April is Financial Literacy Month: 8 Tips to Put You on the Road to Success
April is Financial Literacy Month, the ideal time to take a moment to assess your current finances and see where you can improve your bottom line. Here are eight steps that can help you up your financial wellness as we look ahead to the rest of 2023.
1. Create — or fine-tune — your budget
Most consumers are feeling the sting of inflation in essentials from housing costs to gas and groceries. If you don’t have a budget to refer to, now is the time to make one. It doesn’t have to be overly involved. One handy formula is the “50/30/20” budget, which divides your income into three categories:
- 50% is allocated to “needs,” like housing costs, insurance, utilities, food, and childcare
- 30% can be spent on “wants,” which are discretionary expenses like entertainment, clothing, and travel
- 20% is set aside for savings and addressing any debts.
2. Identify where you can make cuts
Once you have a budget in hand, you might notice you have more expenses than income. As you peruse the numbers, find places you can conserve or cut in order to keep your bank account healthy. Remember that even small changes, like canceling extra streaming subscriptions, can add up to big savings over time. For example, check your insurance premiums to ensure you’re not paying more than you need to for your coverage. (Matic makes it easy to shop around to see if you can score a better deal on your home and auto coverage.)
3. Set yourself up for savings.
Speaking of savings, don’t forget the adage to “pay yourself first.” That means starting a savings plan that will set you on the course for your future financial wellbeing. Not sure where to start? Most consumers find the easiest first step is contributing to their company’s 401(k) plan if offered. These plans offer tax savings by allowing you to fund it with before-tax dollars, which will then grow over time. Many organizations also offer a “match,” where they put in a percentage of every dollar you do, which makes it literally “free money.”

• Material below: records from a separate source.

//! Platform client implementations.
//!
//! Real calendar and location services live outside this crate and are
//! plugged in through [`CalendarStoreClient`](crate::calendar::CalendarStoreClient)
//! and [`LocationClient`](crate::location::LocationClient). The in-memory
//! versions here drive the demo and the test suite.

pub mod memory;

pub use memory::{InMemoryCalendarStore, SimulatedLocationClient, StaticWeatherClient};
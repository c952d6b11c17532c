//! Calendar access: fetch, batch removal and change listening.
//!
//! All store access goes through one async mutex, so a removal always
//! commits or rolls back before a concurrent fetch reads the store.

use std::collections::HashSet;
use std::pin::pin;
use std::sync::Arc;

use async_trait::async_trait;
use chrono_tz::Tz;
use futures_util::stream::{BoxStream, Stream, StreamExt};
use homehub_core::logging::targets;
use homehub_core::{Published, Signal};
use parking_lot::Mutex;
use tokio::sync::oneshot;
use tokio::task::JoinHandle;

use crate::authorization::{AuthorizationGate, AuthorizationProvider};
use crate::clock::Clock;
use crate::config::{CalendarConfig, CalendarWindow};
use crate::error::{AuthorizationError, PlatformError, RemovalError};
use crate::model::{
    AuthorizationStatus, CalendarEvent, CalendarState, FetchWindow, sort_chronologically,
};

/// Stream of change ticks from a calendar store.
pub type ChangeNotifications = BoxStream<'static, ()>;

/// The platform calendar database.
///
/// Removals are two-phase: [`stage_removal`](Self::stage_removal) marks an
/// event, [`commit`](Self::commit) applies every staged removal at once and
/// [`reset`](Self::reset) discards them.
#[async_trait]
pub trait CalendarStoreClient: AuthorizationProvider {
    /// Events overlapping `window`, in no particular order.
    async fn events(&self, window: &FetchWindow) -> Vec<CalendarEvent>;

    fn stage_removal(&mut self, event: &CalendarEvent) -> Result<(), PlatformError>;

    fn commit(&mut self) -> Result<(), PlatformError>;

    fn reset(&mut self);

    /// A fresh subscription to external change notifications.
    fn change_notifications(&self) -> ChangeNotifications;
}

/// One refresh performed by the change listener.
#[derive(Debug, Clone, PartialEq)]
pub struct CalendarChange {
    pub window: FetchWindow,
    pub events: Vec<CalendarEvent>,
}

/// Fetches, removes and watches calendar events for the dashboard.
pub struct CalendarResource {
    store: tokio::sync::Mutex<Box<dyn CalendarStoreClient>>,
    clock: Arc<dyn Clock>,
    config: CalendarConfig,
    time_zone: Tz,
    events: Published<Vec<CalendarEvent>>,
    authorization_status: Published<AuthorizationStatus>,
    state: Published<CalendarState>,
}

impl CalendarResource {
    pub fn new(
        store: Box<dyn CalendarStoreClient>,
        clock: Arc<dyn Clock>,
        config: CalendarConfig,
        time_zone: Tz,
    ) -> Self {
        let status = store.authorization_status();
        Self {
            store: tokio::sync::Mutex::new(store),
            clock,
            config,
            time_zone,
            events: Published::new("calendar.events", Vec::new()),
            authorization_status: Published::new("calendar.authorization_status", status),
            state: Published::new("calendar.state", CalendarState::Uninitialized),
        }
    }

    // =========================================================================
    // Published state
    // =========================================================================

    /// Events from the most recent fetch, in display order.
    pub fn events(&self) -> Vec<CalendarEvent> {
        self.events.get()
    }

    pub fn events_changed(&self) -> &Arc<Signal<Vec<CalendarEvent>>> {
        self.events.changed()
    }

    pub fn authorization_status(&self) -> AuthorizationStatus {
        self.authorization_status.get()
    }

    pub fn authorization_changed(&self) -> &Arc<Signal<AuthorizationStatus>> {
        self.authorization_status.changed()
    }

    pub fn state(&self) -> CalendarState {
        self.state.get()
    }

    pub fn state_changed(&self) -> &Arc<Signal<CalendarState>> {
        self.state.changed()
    }

    /// Message for the user when the published status blocks reads.
    pub fn authorization_message(&self) -> Option<String> {
        Self::message_for(self.authorization_status())
    }

    /// Stable message per status, `None` for full access.
    pub fn message_for(status: AuthorizationStatus) -> Option<String> {
        let error = match status {
            AuthorizationStatus::FullAccess => return None,
            AuthorizationStatus::NotDetermined => return Some(status.description().to_string()),
            AuthorizationStatus::Restricted => AuthorizationError::Restricted,
            AuthorizationStatus::Denied => AuthorizationError::Denied,
            AuthorizationStatus::WriteOnly => AuthorizationError::insufficient_grant(),
            AuthorizationStatus::Unknown => AuthorizationError::Unknown,
        };
        Some(error.to_string())
    }

    pub fn is_write_only_or_full_access(&self) -> bool {
        self.authorization_status().is_write_only_or_full_access()
    }

    pub fn time_zone(&self) -> Tz {
        self.time_zone
    }

    // =========================================================================
    // Authorization
    // =========================================================================

    /// Check (and if needed request) full access to the store.
    pub async fn verify(&self) -> Result<bool, AuthorizationError> {
        let store = self.store.lock().await;
        let result = AuthorizationGate::new(&**store).verify().await;
        self.authorization_status
            .publish(store.authorization_status());
        result
    }

    /// Verify access, then load the current window.
    ///
    /// Leaves the resource in `Ready` on success, otherwise in the state
    /// matching the failure.
    #[tracing::instrument(skip_all, target = "homehub::calendar", name = "calendar.setup")]
    pub async fn setup(&self) -> Result<(), AuthorizationError> {
        self.state.publish(CalendarState::Authorizing);

        match self.verify().await {
            Ok(true) => {
                self.fetch_latest_events().await;
                self.state.publish(CalendarState::Ready);
                Ok(())
            }
            Ok(false) => {
                let status = self.authorization_status();
                tracing::info!(target: targets::CALENDAR, %status, "calendar access not granted");
                let state = match CalendarState::for_insufficient(status) {
                    CalendarState::Uninitialized | CalendarState::Ready => CalendarState::Denied,
                    other => other,
                };
                self.state.publish(state);
                Ok(())
            }
            Err(error) => {
                self.state.publish(state_for_error(&error));
                Err(error)
            }
        }
    }

    // =========================================================================
    // Fetching
    // =========================================================================

    /// The window `fetch_latest_events` would query right now.
    pub fn current_window(&self) -> FetchWindow {
        let now = self.clock.now();
        match self.config.window {
            CalendarWindow::UntilNextDay => FetchWindow::until_next_day(now, self.time_zone),
            CalendarWindow::OneMonth => FetchWindow::one_month(now),
            CalendarWindow::NextMinutes { minutes } => FetchWindow::next_minutes(now, minutes),
        }
    }

    /// Events starting inside `window`, sorted by start then identifier.
    ///
    /// Empty unless the store grants full access.
    pub async fn fetch_events(&self, window: &FetchWindow) -> Vec<CalendarEvent> {
        let store = self.store.lock().await;
        query(&**store, window).await
    }

    /// Fetch the current window and publish the result.
    #[tracing::instrument(skip_all, target = "homehub::calendar", name = "calendar.fetch_latest")]
    pub async fn fetch_latest_events(&self) -> Vec<CalendarEvent> {
        let window = self.current_window();
        let events = self.fetch_events(&window).await;
        tracing::debug!(
            target: targets::CALENDAR,
            %window,
            count = events.len(),
            "fetched events"
        );
        self.events.publish_always(events.clone());
        events
    }

    // =========================================================================
    // Removal
    // =========================================================================

    /// Remove `events` as one batch.
    ///
    /// Any failure resets the store and nothing is removed.
    #[tracing::instrument(
        skip_all,
        target = "homehub::calendar",
        name = "calendar.remove",
        fields(count = events.len())
    )]
    pub async fn remove_events(&self, events: &[CalendarEvent]) -> Result<(), RemovalError> {
        if events.is_empty() {
            return Ok(());
        }

        let mut store = self.store.lock().await;
        for event in events {
            if let Err(source) = store.stage_removal(event) {
                store.reset();
                tracing::warn!(
                    target: targets::CALENDAR,
                    identifier = %event.identifier,
                    error = %source,
                    "staging removal failed, batch rolled back"
                );
                return Err(RemovalError::Stage {
                    identifier: event.identifier.clone(),
                    source,
                });
            }
        }
        if let Err(source) = store.commit() {
            store.reset();
            tracing::warn!(
                target: targets::CALENDAR,
                error = %source,
                "commit failed, batch rolled back"
            );
            return Err(RemovalError::Commit { source });
        }
        drop(store);

        let removed: HashSet<&str> = events.iter().map(|e| e.identifier.as_str()).collect();
        self.events
            .modify(|current| current.retain(|e| !removed.contains(e.identifier.as_str())));
        tracing::info!(target: targets::CALENDAR, count = removed.len(), "events removed");
        Ok(())
    }

    // =========================================================================
    // Change listening
    // =========================================================================

    /// Subscribe to store changes.
    ///
    /// The subscription opens when the stream is first polled. Each
    /// notification re-checks authorization: without full access the stream
    /// ends, otherwise the current window is refetched, published and
    /// yielded. The stream holds only a weak reference and ends once the
    /// resource is dropped.
    pub fn listen_for_changes(
        self: &Arc<Self>,
    ) -> impl Stream<Item = CalendarChange> + Send + use<> {
        let resource = Arc::downgrade(self);
        async_stream::stream! {
            let subscription = match resource.upgrade() {
                Some(strong) => Some(strong.store.lock().await.change_notifications()),
                None => None,
            };
            if let Some(mut notifications) = subscription {
                while notifications.next().await.is_some() {
                    let change = match resource.upgrade() {
                        Some(strong) => strong.refresh_after_change().await,
                        None => {
                            tracing::debug!(target: targets::CALENDAR, "resource dropped, listener ending");
                            None
                        }
                    };
                    match change {
                        Some(change) => yield change,
                        None => break,
                    }
                }
            }
        }
    }

    /// Run [`listen_for_changes`](Self::listen_for_changes) on the tokio
    /// runtime until cancelled.
    pub fn spawn_listener(self: &Arc<Self>) -> ListenerHandle {
        let changes = self.listen_for_changes();
        let (cancel_tx, cancel_rx) = oneshot::channel::<()>();

        let task = tokio::spawn(async move {
            let mut changes = pin!(changes);
            let drain = async {
                while let Some(change) = changes.next().await {
                    tracing::trace!(
                        target: targets::CALENDAR,
                        count = change.events.len(),
                        "listener refreshed events"
                    );
                }
            };
            tokio::select! {
                _ = drain => tracing::debug!(target: targets::CALENDAR, "listener stream ended"),
                _ = cancel_rx => tracing::debug!(target: targets::CALENDAR, "listener cancelled"),
            }
        });

        ListenerHandle {
            cancel: Mutex::new(Some(cancel_tx)),
            task: Some(task),
        }
    }

    async fn refresh_after_change(&self) -> Option<CalendarChange> {
        let store = self.store.lock().await;
        let status = store.authorization_status();
        self.authorization_status.publish(status);

        if !status.is_full_access() {
            tracing::debug!(
                target: targets::CALENDAR,
                %status,
                "access lost, listener ending"
            );
            self.state.publish(CalendarState::for_insufficient(status));
            return None;
        }

        self.state.publish(CalendarState::Refreshing);
        let window = self.current_window();
        let events = query(&**store, &window).await;
        drop(store);

        self.events.publish_always(events.clone());
        self.state.publish(CalendarState::Ready);
        Some(CalendarChange { window, events })
    }
}

impl std::fmt::Debug for CalendarResource {
    fn fmt(&self, f: &mut std::fmt::Formatter<'_>) -> std::fmt::Result {
        f.debug_struct("CalendarResource")
            .field("state", &self.state())
            .field("authorization_status", &self.authorization_status())
            .field("events", &self.events.with(Vec::len))
            .finish_non_exhaustive()
    }
}

/// State to settle in after `setup` fails with `error`.
pub fn state_for_error(error: &AuthorizationError) -> CalendarState {
    match error {
        AuthorizationError::Restricted => CalendarState::Restricted,
        AuthorizationError::Denied => CalendarState::Denied,
        AuthorizationError::InsufficientGrant { .. } => CalendarState::NeedsUpgrade,
        AuthorizationError::Unknown => CalendarState::Unknown,
    }
}

async fn query(store: &dyn CalendarStoreClient, window: &FetchWindow) -> Vec<CalendarEvent> {
    if !store.authorization_status().is_full_access() {
        return Vec::new();
    }
    let mut events = store.events(window).await;
    events.retain(|event| window.contains(event.start));
    sort_chronologically(&mut events);
    events
}

/// Handle to a spawned change listener. Dropping it cancels the listener.
#[derive(Debug)]
pub struct ListenerHandle {
    cancel: Mutex<Option<oneshot::Sender<()>>>,
    task: Option<JoinHandle<()>>,
}

impl ListenerHandle {
    /// Ask the listener to stop. Returns `false` if it was already stopped.
    pub fn cancel(&self) -> bool {
        match self.cancel.lock().take() {
            Some(sender) => sender.send(()).is_ok(),
            None => false,
        }
    }

    pub fn is_running(&self) -> bool {
        self.task.as_ref().is_some_and(|task| !task.is_finished())
    }

    /// Wait for the listener task to finish.
    pub async fn join(mut self) {
        if let Some(task) = self.task.take() {
            if let Err(error) = task.await {
                tracing::warn!(target: targets::CALENDAR, %error, "listener task failed");
            }
        }
    }
}

impl Drop for ListenerHandle {
    fn drop(&mut self) {
        self.cancel();
    }
}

4. Build an emergency fund.
While plans like 401(k)s are designed for long-term savings, you also want to have short-term funds you can access for unexpected expenses, like a car repair or vet bill. Try to put aside a bit each month so you have about $500 ready for surprise bills you can cover them without dipping into retirement accounts (which will trigger penalties) or incurring credit card interest.
5. Avoid credit card debt
Paying credit card interest is always a waste of your hard-earned money, but it’s even more damaging in a rising rate environment like we have today. That’s because the cost of your credit card interest is rising, too, meaning you’ll owe more each month on your credit card balance. Credit cards can be a handy way to build your credit score — and even earn perks like cash back and purchase protection—but they are only useful if you pay them off in full each month.
6. Check your credit score
Yes, your credit score matters. With today’s uncertain economy, you want to be in the best possible position to borrow money should you need to. That means it’s imperative to have an excellent credit score. You can see how yours measures up at AnnualCreditReport.com. It’s free once a week through at least December 31, 2023. A high credit score means you’ll qualify for the best interest rate and terms when you do need to borrow money, such as for a mortgage or car loan and when you apply for insurance.
7. Make sure you’re protected with adequate insurance
Sufficient insurance can help safeguard your finances from a crisis, whether it’s a medical issue or a weather event. Now is a good time to familiarize yourself with your insurance policies to ensure you fully understand the monthly or annual premiums, deductibles, and payouts. Here are the types you should have for peace of mind:
- Health insurance: Medical coverage is necessary to make sure you have access to both routine wellness checkups and care if you’re sick or injured.
- Long-term and short-term disability insurance: These types of insurance replace part of your income if you are unable to work because of a physical or mental health condition.
- Life insurance: This can help protect your family’s short- and long-term finances in the event of a tragedy.
- Homeowners insurance: Anyone with a home mortgage is required to have hazard insurance to protect the structure. Homeowners insurance meets this requirement and also provides personal property and liability coverage. . Consider whether you need additional coverage for natural disasters or to cover particularly pricy possessions.
- Auto insurance: Car accidents or theft can happen to anyone, so make sure you’re protected.
- Pet insurance: Have a furry friend? Vet bills and medication can add up, and pet insurance can help keep this valued family member healthy and happy.
8. Evaluate your insurance policies regularly
A key step in financial planning is reviewing your plans to see if your current insurance has the features and benefits you need at the lowest possible price. However, you also want to make sure you’re working with a reputable company that will be responsive and ensure you receive the benefits you’re paying for.